** Stored dataset items **
------------------------
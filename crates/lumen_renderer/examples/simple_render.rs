//! Simple path tracer example.
//!
//! Builds a small scene by hand, renders it and saves to PPM format.

use lumen_core::{CameraConfig, RenderSettings};
use lumen_renderer::{render, save, Camera, Color, Material, Scene, Sphere, Vec3};

fn main() -> Result<(), Box<dyn std::error::Error>> {
    env_logger::Builder::from_default_env()
        .filter_level(log::LevelFilter::Info)
        .init();

    let start = std::time::Instant::now();
    let world = build_scene();
    log::info!("Scene built in {:?} ({} objects)", start.elapsed(), world.len());

    let settings = RenderSettings::default()
        .with_resolution(800, 16.0 / 9.0)
        .with_quality(50, 10)
        .with_seed(7);

    let config = CameraConfig::default()
        .with_position(
            Vec3::new(13.0, 2.0, 3.0), // look_from
            Vec3::new(0.0, 0.0, 0.0),  // look_at
            Vec3::new(0.0, 1.0, 0.0),  // vup
        )
        .with_lens(20.0, 0.6, 10.0);
    let camera = Camera::new(&config, settings.aspect_ratio);

    let image = render(&camera, &world, &settings)?;

    let filename = "output.ppm";
    save(&image, filename)?;
    Ok(())
}

fn build_scene() -> Scene {
    let mut world = Scene::new();

    // Ground
    world.add(Sphere::new(
        Vec3::new(0.0, -1000.0, 0.0),
        1000.0,
        Material::lambertian(Color::new(0.5, 0.5, 0.5)),
    ));

    // Three main spheres
    world.add(Sphere::new(Vec3::new(0.0, 1.0, 0.0), 1.0, Material::dielectric(1.5)));
    world.add(Sphere::new(
        Vec3::new(-4.0, 1.0, 0.0),
        1.0,
        Material::lambertian(Color::new(0.4, 0.2, 0.1)),
    ));
    world.add(Sphere::new(
        Vec3::new(4.0, 1.0, 0.0),
        1.0,
        Material::metal(Color::new(0.7, 0.6, 0.5), 0.0),
    ));

    world
}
------------------------
** Exercise aim **
Every entry should be transcribed exactly, with nothing omitted.

** Exercise response **
filename crates/lumen_renderer/examples/simple_render.rs
//! Simple path tracer example.
//!
//! Builds a small scene by hand, renders it and saves to PPM format.

use lumen_core::{CameraConfig, RenderSettings};
use lumen_renderer::{render, save, Camera, Color, Material, Scene, Sphere, Vec3};

fn main() -> Result<(), Box<dyn std::error::Error>> {
    env_logger::Builder::from_default_env()
        .filter_level(log::LevelFilter::Info)
        .init();

    let start = std::time::Instant::now();
    let world = build_scene();
    log::info!("Scene built in {:?} ({} objects)", start.elapsed(), world.len());

    let settings = RenderSettings::default()
        .with_resolution(800, 16.0 / 9.0)
        .with_quality(50, 10)
        .with_seed(7);

    let config = CameraConfig::default()
        .with_position(
            Vec3::new(13.0, 2.0, 3.0), // look_from
            Vec3::new(0.0, 0.0, 0.0),  // look_at
            Vec3::new(0.0, 1.0, 0.0),  // vup
        )
        .with_lens(20.0, 0.6, 10.0);
    let camera = Camera::new(&config, settings.aspect_ratio);

    let image = render(&camera, &world, &settings)?;

    let filename = "output.ppm";
    save(&image, filename)?;
    Ok(())
}

fn build_scene() -> Scene {
    let mut world = Scene::new();

    // Ground
    world.add(Sphere::new(
        Vec3::new(0.0, -1000.0, 0.0),
        1000.0,
        Material::lambertian(Color::new(0.5, 0.5, 0.5)),
    ));

    // Three main spheres
    world.add(Sphere::new(Vec3::new(0.0, 1.0, 0.0), 1.0, Material::dielectric(1.5)));
    world.add(Sphere::new(
        Vec3::new(-4.0, 1.0, 0.0),
        1.0,
        Material::lambertian(Color::new(0.4, 0.2, 0.1)),
    ));
    world.add(Sphere::new(
        Vec3::new(4.0, 1.0, 0.0),
        1.0,
        Material::metal(Color::new(0.7, 0.6, 0.5), 0.0),
    ));

    world
}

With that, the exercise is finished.